**Work order:** From the data that follows, copy every line with the string "DuplicateName".

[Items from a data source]

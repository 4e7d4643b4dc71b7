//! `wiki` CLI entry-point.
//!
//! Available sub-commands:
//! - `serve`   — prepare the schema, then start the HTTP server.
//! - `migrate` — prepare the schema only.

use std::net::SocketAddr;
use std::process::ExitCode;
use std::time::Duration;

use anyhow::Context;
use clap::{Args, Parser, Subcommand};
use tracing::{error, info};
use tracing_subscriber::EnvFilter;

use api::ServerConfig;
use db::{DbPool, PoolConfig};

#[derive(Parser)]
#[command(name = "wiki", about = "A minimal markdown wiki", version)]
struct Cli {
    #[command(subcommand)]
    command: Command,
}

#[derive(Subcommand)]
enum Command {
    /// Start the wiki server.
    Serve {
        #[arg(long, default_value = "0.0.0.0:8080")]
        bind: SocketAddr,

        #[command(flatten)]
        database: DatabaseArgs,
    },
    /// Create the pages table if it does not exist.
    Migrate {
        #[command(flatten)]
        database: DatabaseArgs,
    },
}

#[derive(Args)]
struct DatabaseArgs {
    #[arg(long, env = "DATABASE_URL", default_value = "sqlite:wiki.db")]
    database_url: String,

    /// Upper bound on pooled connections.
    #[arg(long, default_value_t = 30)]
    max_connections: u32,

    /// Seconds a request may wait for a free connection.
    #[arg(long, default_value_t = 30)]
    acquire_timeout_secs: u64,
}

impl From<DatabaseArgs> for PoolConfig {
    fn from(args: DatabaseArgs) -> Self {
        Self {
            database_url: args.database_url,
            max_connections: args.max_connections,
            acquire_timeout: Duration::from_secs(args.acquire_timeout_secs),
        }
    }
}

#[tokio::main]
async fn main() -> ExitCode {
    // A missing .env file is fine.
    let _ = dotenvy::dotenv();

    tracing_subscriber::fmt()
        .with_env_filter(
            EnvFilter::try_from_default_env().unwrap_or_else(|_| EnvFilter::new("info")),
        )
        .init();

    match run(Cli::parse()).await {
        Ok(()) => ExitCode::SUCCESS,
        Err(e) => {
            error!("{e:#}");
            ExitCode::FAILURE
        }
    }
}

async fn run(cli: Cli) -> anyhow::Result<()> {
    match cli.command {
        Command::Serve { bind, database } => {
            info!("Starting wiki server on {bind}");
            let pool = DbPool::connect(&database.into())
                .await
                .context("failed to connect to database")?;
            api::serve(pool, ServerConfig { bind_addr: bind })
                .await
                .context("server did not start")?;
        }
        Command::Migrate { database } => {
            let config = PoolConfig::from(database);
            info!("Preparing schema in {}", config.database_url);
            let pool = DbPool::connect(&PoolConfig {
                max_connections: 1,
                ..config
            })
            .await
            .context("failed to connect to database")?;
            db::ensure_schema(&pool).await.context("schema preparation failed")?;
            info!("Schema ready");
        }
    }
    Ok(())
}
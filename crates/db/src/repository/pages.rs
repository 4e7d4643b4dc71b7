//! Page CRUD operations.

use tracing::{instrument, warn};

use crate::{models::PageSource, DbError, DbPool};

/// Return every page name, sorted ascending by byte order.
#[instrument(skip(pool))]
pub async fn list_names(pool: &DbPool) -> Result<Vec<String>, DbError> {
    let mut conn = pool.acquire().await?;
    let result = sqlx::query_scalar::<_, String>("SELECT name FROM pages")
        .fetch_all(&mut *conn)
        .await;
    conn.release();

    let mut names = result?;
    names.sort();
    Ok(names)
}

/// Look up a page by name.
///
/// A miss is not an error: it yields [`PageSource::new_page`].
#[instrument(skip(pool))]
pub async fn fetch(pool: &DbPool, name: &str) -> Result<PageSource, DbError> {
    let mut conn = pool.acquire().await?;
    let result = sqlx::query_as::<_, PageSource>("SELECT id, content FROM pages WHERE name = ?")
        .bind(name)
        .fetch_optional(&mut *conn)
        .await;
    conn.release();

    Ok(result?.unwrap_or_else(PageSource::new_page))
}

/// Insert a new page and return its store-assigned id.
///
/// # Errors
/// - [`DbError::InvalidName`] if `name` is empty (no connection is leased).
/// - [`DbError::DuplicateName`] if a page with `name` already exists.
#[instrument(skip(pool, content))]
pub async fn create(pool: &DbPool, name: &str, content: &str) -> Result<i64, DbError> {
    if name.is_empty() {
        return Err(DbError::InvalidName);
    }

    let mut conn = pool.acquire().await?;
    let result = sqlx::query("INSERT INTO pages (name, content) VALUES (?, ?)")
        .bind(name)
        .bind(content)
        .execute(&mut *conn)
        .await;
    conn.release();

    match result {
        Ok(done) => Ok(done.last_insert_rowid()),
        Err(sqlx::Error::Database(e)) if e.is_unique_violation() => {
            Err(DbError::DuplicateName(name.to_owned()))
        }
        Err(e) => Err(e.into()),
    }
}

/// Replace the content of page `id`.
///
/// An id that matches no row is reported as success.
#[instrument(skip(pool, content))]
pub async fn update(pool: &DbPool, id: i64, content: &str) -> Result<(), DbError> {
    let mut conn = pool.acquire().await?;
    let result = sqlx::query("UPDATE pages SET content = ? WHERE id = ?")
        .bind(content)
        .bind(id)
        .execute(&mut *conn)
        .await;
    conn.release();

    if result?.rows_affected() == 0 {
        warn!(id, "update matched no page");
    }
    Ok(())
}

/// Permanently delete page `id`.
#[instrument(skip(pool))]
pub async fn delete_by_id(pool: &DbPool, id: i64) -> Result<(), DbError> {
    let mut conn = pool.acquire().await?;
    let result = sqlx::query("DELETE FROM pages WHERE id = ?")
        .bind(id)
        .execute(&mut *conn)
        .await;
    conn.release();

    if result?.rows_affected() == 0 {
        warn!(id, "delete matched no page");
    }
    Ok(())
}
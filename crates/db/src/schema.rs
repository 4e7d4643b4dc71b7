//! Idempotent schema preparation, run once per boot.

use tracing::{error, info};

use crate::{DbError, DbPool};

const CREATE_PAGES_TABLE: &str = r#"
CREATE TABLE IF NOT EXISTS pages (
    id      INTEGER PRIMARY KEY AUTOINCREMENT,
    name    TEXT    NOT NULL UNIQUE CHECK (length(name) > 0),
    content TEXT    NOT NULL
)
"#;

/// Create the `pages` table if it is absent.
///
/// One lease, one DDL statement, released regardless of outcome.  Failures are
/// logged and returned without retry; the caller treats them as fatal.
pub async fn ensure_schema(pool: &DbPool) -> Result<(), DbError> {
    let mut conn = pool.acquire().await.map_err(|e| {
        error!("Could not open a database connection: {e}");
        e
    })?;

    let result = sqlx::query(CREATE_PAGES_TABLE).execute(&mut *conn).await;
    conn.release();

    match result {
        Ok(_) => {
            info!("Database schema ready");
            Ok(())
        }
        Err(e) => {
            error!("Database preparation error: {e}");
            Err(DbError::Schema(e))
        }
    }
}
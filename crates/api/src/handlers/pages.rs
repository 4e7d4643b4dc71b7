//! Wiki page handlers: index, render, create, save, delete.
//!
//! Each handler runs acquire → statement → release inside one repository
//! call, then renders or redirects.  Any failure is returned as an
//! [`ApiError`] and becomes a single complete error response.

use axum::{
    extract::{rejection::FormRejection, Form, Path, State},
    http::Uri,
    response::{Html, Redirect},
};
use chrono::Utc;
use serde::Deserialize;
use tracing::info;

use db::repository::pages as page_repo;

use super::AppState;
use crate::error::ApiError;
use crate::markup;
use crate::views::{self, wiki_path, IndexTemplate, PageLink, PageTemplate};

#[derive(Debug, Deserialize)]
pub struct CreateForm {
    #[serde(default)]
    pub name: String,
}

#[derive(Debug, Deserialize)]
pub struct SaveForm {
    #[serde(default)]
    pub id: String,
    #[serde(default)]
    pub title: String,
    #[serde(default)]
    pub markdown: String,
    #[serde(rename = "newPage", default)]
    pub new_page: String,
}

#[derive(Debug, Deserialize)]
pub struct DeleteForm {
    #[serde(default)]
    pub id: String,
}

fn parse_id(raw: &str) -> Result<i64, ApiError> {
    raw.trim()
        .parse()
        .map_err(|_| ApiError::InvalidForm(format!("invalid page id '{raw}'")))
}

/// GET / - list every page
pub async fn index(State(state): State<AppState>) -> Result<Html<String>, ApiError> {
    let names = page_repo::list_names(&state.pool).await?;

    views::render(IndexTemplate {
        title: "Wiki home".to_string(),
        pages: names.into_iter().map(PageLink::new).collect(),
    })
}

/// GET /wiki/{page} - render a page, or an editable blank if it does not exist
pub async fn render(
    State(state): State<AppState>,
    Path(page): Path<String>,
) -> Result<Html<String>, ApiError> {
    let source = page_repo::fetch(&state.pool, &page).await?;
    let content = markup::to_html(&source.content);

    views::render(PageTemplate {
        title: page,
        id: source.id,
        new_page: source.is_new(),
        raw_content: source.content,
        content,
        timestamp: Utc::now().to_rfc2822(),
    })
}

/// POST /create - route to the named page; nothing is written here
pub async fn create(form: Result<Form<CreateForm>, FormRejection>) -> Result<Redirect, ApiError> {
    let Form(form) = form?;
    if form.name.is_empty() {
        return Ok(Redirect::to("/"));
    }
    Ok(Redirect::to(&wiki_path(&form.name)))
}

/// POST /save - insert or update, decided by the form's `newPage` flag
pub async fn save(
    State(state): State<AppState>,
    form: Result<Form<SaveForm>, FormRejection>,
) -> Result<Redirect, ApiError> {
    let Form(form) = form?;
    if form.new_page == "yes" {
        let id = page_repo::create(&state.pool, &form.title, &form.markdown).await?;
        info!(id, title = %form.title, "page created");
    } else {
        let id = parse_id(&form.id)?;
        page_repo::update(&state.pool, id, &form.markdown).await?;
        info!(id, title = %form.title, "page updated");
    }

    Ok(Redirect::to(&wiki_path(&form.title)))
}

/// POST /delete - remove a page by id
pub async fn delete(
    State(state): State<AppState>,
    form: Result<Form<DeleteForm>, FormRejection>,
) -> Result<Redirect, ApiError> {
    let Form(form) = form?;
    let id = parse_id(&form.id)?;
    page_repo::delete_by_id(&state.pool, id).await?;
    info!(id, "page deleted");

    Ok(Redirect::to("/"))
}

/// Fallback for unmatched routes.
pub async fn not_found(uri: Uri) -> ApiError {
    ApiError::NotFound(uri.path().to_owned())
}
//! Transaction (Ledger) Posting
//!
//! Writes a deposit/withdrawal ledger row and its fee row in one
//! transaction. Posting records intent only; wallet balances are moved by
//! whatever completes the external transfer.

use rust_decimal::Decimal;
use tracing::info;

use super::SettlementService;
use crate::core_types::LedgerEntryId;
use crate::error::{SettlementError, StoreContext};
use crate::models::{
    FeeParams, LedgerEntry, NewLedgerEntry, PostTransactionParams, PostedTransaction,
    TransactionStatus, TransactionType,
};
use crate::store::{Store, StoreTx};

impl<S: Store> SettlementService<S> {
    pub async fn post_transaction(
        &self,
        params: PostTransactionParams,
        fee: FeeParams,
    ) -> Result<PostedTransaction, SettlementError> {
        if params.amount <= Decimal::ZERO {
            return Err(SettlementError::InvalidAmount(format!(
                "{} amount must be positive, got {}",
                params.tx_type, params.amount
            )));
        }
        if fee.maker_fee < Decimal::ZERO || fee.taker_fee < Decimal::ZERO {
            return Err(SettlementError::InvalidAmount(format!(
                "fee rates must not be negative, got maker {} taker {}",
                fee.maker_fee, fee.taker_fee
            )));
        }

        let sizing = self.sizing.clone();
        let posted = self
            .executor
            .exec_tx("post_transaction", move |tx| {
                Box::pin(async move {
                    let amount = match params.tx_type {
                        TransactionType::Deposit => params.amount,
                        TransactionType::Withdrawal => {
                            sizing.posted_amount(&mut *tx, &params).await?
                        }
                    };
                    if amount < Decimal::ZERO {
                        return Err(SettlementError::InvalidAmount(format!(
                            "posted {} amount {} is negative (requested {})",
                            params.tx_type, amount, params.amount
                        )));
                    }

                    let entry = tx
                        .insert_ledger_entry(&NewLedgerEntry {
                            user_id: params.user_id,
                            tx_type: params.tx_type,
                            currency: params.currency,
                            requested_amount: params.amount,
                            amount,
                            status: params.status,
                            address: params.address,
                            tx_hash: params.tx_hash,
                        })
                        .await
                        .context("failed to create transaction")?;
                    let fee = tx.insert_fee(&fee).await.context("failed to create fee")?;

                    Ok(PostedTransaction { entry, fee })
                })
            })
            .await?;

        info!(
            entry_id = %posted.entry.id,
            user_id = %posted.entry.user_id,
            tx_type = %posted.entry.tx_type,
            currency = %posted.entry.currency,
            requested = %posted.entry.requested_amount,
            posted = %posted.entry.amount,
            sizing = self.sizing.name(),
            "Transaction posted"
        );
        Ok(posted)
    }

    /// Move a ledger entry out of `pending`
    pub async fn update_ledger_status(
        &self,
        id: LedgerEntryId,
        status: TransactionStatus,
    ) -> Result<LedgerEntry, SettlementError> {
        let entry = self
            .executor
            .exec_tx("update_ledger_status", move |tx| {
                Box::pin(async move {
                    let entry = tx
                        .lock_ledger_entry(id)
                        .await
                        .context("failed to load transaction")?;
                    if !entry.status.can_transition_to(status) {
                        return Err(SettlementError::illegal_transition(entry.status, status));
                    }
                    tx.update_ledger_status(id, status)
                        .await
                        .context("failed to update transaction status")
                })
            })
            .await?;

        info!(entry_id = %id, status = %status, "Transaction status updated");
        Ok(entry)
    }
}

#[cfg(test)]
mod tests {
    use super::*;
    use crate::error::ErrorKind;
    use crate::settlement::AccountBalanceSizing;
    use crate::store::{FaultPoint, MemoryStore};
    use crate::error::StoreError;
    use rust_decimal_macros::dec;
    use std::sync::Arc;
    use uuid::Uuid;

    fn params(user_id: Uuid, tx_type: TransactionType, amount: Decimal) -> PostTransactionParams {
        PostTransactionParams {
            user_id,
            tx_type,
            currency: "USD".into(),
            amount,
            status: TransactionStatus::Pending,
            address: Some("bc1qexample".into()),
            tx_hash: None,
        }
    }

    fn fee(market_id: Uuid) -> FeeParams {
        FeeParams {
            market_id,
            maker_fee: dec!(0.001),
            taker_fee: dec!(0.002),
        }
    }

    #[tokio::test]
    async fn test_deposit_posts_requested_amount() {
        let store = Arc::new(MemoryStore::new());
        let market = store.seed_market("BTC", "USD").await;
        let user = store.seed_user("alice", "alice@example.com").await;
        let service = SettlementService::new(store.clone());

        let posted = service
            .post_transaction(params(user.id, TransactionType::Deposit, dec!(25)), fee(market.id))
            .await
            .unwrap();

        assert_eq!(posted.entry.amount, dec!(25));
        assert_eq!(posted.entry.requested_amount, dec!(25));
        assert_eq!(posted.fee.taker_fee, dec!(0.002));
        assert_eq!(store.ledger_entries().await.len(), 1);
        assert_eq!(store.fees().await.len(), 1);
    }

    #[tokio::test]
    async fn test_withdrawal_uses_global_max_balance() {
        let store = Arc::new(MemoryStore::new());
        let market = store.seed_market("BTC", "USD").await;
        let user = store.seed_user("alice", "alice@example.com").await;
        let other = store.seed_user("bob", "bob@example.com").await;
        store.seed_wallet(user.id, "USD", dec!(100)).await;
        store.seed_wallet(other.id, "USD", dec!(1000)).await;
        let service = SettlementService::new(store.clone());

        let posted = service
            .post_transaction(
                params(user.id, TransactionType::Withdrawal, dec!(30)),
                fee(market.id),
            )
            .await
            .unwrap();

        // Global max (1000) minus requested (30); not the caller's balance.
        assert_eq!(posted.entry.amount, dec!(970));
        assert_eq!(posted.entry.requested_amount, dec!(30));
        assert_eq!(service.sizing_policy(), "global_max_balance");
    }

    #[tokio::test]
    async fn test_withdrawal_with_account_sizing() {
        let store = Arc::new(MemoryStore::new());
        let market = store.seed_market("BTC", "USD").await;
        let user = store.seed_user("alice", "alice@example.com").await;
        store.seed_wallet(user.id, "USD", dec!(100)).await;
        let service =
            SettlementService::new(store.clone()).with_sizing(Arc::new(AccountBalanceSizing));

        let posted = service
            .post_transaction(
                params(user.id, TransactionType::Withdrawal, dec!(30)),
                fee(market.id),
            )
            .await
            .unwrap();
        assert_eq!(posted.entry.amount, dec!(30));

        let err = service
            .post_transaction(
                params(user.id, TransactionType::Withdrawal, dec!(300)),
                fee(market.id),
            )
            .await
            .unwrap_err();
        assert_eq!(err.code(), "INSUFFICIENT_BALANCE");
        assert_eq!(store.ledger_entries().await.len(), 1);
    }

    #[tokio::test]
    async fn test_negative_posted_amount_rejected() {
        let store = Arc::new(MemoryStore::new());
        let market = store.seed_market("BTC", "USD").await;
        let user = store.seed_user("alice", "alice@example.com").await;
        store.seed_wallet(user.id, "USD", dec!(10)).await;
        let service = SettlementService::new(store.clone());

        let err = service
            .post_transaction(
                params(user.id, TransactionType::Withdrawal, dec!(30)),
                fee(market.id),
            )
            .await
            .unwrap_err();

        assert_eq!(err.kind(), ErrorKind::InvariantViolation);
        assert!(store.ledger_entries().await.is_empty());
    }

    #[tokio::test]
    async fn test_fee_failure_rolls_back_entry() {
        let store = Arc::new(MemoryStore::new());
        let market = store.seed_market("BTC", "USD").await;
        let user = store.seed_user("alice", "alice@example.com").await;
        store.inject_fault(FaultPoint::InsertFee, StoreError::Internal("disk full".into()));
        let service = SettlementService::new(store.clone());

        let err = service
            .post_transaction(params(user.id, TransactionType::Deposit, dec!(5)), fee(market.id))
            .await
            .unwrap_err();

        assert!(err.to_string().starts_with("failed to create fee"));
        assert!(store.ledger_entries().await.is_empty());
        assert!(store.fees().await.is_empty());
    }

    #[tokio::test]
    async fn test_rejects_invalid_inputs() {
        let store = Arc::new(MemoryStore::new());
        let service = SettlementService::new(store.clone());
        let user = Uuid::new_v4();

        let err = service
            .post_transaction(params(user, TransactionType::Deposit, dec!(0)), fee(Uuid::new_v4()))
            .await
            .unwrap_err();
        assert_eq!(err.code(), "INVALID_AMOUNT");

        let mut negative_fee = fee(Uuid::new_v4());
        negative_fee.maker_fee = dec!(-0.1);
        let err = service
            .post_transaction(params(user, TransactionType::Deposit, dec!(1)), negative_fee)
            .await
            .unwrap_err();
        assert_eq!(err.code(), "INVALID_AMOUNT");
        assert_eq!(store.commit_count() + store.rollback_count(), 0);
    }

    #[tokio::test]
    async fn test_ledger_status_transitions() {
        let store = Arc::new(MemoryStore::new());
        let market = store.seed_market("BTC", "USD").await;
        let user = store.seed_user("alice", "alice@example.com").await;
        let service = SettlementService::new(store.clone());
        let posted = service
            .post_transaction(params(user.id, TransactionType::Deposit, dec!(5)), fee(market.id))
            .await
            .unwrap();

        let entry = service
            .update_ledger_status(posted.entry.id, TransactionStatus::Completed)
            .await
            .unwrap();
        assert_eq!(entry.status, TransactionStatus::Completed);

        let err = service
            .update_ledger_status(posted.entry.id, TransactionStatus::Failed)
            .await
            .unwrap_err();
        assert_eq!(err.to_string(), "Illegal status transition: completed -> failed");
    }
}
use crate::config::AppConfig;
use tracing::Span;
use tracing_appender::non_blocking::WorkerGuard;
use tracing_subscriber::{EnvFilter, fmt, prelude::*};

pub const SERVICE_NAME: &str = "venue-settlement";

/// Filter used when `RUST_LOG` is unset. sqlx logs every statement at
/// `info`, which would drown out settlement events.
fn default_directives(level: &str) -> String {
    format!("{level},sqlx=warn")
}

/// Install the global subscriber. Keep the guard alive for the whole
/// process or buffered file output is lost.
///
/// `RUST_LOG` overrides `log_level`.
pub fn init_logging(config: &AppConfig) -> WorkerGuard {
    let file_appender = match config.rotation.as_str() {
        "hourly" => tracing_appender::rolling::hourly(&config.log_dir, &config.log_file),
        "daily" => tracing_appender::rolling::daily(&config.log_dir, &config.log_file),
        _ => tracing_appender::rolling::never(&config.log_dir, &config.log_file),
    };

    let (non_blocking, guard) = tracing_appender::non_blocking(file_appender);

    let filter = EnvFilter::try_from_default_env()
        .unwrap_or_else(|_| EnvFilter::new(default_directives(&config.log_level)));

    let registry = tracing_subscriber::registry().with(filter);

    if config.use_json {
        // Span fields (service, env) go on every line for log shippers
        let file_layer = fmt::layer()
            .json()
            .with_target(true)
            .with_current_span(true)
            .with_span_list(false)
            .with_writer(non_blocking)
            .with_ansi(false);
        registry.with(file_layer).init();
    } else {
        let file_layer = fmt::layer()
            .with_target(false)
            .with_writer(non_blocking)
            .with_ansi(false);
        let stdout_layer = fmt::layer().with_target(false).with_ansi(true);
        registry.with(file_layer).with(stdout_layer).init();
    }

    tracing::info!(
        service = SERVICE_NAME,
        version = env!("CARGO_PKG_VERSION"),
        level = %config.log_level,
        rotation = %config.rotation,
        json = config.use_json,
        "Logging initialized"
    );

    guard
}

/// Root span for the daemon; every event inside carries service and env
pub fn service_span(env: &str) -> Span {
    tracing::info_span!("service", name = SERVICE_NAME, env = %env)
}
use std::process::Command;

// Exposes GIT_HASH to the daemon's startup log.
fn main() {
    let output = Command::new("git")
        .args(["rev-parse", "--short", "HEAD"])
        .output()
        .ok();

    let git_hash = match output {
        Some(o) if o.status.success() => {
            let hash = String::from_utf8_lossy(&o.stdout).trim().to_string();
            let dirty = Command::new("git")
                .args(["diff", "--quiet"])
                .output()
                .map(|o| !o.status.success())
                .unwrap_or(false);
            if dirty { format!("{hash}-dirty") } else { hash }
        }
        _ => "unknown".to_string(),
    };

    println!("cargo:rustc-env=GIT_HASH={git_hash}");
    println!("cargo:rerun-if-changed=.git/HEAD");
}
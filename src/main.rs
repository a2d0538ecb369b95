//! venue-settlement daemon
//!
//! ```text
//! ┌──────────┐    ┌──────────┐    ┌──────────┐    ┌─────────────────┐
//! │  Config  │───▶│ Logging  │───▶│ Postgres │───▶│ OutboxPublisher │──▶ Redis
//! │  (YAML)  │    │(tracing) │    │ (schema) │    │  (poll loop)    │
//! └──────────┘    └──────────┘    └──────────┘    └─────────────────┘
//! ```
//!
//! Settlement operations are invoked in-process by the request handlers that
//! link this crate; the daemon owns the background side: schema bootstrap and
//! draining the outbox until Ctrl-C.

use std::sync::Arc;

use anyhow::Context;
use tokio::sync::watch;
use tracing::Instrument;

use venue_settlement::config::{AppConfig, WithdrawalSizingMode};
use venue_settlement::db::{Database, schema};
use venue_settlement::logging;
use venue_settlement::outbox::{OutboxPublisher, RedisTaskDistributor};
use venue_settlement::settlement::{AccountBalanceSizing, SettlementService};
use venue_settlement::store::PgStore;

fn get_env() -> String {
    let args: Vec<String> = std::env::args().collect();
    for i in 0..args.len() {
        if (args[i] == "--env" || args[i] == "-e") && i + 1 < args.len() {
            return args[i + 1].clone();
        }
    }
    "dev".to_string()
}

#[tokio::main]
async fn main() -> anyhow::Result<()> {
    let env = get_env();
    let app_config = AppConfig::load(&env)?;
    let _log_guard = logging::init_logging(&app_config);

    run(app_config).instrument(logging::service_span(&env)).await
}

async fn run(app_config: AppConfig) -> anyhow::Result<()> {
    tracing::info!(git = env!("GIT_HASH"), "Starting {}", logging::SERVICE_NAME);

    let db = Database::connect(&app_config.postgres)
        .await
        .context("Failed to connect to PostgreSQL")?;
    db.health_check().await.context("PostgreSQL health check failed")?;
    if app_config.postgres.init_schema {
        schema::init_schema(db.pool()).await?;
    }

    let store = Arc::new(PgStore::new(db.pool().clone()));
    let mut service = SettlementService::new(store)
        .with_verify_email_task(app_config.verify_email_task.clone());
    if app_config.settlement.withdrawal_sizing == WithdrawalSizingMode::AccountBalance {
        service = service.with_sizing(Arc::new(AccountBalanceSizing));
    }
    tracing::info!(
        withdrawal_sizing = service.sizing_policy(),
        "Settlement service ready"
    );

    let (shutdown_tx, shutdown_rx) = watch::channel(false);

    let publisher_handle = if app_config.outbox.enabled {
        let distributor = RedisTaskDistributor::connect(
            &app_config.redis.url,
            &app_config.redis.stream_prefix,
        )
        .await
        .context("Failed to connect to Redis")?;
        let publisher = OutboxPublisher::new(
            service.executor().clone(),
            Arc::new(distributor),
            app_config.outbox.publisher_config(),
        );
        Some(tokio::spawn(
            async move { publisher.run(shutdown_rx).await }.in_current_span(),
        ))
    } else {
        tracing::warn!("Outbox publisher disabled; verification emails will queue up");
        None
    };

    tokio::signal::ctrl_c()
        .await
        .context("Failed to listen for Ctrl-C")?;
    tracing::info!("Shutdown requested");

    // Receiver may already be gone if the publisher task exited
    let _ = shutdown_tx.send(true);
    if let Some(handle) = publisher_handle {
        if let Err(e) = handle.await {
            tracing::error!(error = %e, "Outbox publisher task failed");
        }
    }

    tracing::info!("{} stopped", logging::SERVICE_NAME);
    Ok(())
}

**Answer box:**
/// - [`DbError::DuplicateName`] if a page with `name` already exists.
            Err(DbError::DuplicateName(name.to_owned()))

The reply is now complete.